- _WORK INSTRUCTIONS_
Wherever the word "false" appears in a line of the records, copy that line.

- _DATA FOR THIS TASK_

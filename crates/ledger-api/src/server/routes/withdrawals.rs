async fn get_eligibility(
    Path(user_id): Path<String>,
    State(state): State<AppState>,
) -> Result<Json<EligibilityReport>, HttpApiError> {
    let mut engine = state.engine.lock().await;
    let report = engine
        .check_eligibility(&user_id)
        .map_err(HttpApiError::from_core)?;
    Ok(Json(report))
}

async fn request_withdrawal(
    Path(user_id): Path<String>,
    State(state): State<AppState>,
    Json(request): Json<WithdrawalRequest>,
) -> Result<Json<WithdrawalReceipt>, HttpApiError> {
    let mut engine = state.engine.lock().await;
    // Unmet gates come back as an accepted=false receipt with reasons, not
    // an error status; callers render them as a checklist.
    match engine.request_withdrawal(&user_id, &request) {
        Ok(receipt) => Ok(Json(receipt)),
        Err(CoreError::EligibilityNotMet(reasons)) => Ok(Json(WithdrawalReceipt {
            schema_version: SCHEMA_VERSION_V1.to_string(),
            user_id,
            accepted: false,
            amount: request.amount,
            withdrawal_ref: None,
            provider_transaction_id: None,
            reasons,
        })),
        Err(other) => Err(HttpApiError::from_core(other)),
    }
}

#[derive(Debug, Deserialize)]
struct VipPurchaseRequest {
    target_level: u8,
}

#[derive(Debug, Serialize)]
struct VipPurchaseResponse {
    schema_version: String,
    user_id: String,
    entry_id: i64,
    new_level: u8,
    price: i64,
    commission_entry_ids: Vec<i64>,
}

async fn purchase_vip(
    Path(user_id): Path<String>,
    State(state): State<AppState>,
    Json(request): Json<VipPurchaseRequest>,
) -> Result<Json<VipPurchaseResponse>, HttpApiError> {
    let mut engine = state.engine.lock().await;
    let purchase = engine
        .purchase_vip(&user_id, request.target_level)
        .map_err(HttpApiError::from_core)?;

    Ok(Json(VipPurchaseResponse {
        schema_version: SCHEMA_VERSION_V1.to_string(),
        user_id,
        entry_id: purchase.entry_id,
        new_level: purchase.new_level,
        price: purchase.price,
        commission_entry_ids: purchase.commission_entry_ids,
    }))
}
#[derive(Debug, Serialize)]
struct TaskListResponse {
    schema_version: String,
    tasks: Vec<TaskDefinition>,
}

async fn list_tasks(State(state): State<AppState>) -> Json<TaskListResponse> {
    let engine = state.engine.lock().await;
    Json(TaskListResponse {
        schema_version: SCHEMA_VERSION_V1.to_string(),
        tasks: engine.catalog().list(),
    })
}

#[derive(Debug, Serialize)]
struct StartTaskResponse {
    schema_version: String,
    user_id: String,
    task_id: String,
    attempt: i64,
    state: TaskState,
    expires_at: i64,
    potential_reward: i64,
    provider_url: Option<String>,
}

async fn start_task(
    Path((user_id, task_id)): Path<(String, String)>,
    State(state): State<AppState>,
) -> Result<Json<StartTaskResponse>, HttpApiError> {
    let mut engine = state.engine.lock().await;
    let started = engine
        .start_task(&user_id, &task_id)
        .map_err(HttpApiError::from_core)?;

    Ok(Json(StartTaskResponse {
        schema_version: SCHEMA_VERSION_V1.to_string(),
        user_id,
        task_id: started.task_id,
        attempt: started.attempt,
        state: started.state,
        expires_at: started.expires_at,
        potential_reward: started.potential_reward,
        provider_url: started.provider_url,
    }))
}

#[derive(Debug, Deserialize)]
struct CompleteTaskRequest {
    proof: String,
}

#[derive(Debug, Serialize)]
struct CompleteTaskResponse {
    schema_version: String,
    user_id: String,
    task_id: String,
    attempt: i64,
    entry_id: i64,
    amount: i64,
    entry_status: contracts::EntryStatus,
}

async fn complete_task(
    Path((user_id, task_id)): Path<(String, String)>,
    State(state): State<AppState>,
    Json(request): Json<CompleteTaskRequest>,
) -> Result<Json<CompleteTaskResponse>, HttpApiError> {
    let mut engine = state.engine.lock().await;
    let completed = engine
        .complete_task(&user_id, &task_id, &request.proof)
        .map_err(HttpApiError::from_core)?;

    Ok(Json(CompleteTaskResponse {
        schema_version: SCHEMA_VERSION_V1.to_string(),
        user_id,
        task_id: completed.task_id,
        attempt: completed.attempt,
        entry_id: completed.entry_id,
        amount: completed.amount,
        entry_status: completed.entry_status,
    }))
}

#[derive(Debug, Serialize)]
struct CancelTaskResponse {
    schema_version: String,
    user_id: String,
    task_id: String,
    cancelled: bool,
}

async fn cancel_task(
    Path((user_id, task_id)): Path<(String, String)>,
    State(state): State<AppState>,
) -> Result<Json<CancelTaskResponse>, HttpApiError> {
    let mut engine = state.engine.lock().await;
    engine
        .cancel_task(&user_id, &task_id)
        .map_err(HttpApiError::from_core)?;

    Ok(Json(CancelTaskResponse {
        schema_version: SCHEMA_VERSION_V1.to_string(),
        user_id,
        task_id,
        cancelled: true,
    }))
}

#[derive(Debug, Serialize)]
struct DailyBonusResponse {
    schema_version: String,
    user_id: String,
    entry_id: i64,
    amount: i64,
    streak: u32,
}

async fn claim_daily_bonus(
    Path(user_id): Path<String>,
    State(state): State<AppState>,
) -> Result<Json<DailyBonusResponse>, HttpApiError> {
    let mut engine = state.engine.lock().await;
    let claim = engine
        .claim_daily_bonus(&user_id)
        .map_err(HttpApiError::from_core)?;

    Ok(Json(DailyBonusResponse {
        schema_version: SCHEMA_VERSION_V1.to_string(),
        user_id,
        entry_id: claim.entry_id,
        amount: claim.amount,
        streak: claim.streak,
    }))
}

- _SOLUTION_
    // Unmet gates come back as an accepted=false receipt with reasons, not
            accepted: false,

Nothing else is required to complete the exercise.